ただ、それだけでなく、平成18年の医療法の改正によって更に医療法人化の意義がなくなりました。この改正により、社員に対して持分を定めることができなくなっただけではなく、解散時の残余財産の帰属先が「国、地方公共団体、公的医療機関の開設者、医療法人財団、持分の定めのない医療法人社団」の中から選ぶこととなったのです。

 

上記の剰余金の配当と組み合わせると、「利益を会社に留保するとその使い道がなく、たっぷり溜まった利益を最終的には国に徴収される」と同義になったのです。この改正により、持分がないため、事業承継の際に相続税の対象とはならなくなりましたが、50%を超える最高税率の相続税が100%に増税されたようなイメージを持ってしまいます。

 

解散時に自分へ取り返すことができない。普通の会社ならそんなことはあり得ません。非営利性(公益性)の担保が歪んだ形で利用されているようにも感じます。これが最大のデメリット。

 

これがあるだけで、節税のための医療法人化は“やめてください”一択です。

 

一定の節税効果はあるけれどキャッシュフローで後悔しているドクターが多い、剰余金の配当が行えず解散時には残余財産を国に徴収されてしまうなどの種々の面からみても、医療法人化は節税目的だけで行うことはリスクが高く、おおっぴらに勧めることはできません。

 

【医療法人化の判断】

①事業の拡大目的(規模の大きな医療行為を行いたい)

②事業承継目的(永続的に親族経営=相続税対策)

③万一への備え(院長が亡くなっても路頭に迷わせない)

 

MS法人ではこれらは達成することができませんので、医療法人化は節税目的でなくて、これらの目的から検討をはじめるのが良いかと思います。

 

それでも節税目的で医療法人を検討するドクターが後をたちません。もう一度、医療法人化のメリットとして、よく言われる(ネットに溢れる)節税効果について確認してみましょう。

 

【医療法人化の節税効果】

①所得の分散 ⇒MS法人で可能

②給与所得控除 ⇒MS法人で一定分のみ可能

③法人税率が低い ⇒MS法人で可能

④生命保険料の損金算入 ⇒MS法人で可能

⑤消費税の免税事業者 ⇒MS法人で一定分可能

 

どうでしょうか。MS法人の設立で十分ではありませんか。それでも医療法人化を行いたいですか。

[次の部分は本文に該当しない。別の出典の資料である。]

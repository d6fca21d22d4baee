use std::time::Instant;

use axum::body::Body;
use axum::http::{HeaderValue, Request};
use axum::middleware::Next;
use axum::response::Response;
use tracing::Instrument;
use uuid::Uuid;

const REQUEST_ID: &str = "x-request-id";

/// Wrap each request in a span and echo its id back in `x-request-id`.
pub(crate) async fn request_tracing_middleware(request: Request<Body>, next: Next) -> Response {
    let request_id = request
        .headers()
        .get(REQUEST_ID)
        .and_then(|v| v.to_str().ok())
        .filter(|v| !v.is_empty() && v.len() <= 128)
        .map_or_else(|| Uuid::new_v4().to_string(), ToString::to_string);

    let span = tracing::info_span!(
        "http.request",
        request_id = %request_id,
        method = %request.method(),
        route = %request.uri().path(),
    );

    let started = Instant::now();
    let mut response = next.run(request).instrument(span.clone()).await;

    span.in_scope(|| {
        tracing::info!(
            status = response.status().as_u16(),
            latency_ms = started.elapsed().as_millis(),
            "Request completed"
        );
    });

    if let Ok(value) = HeaderValue::from_str(&request_id) {
        response.headers_mut().insert(REQUEST_ID, value);
    }
    response
}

次回からはそれでも医療法人化を行いたいドクターの皆様に「医療法人化への道シリーズ」を、節税のためのMS法人設立についてもっと知りたいというドクターの皆様に「MS法人設立への道シリーズ」の2本立てで執筆してまいります。引き続き、お楽しみに!

 

※当該記事はクリニック経営マガジンに掲載された記事のアーカイブとなります。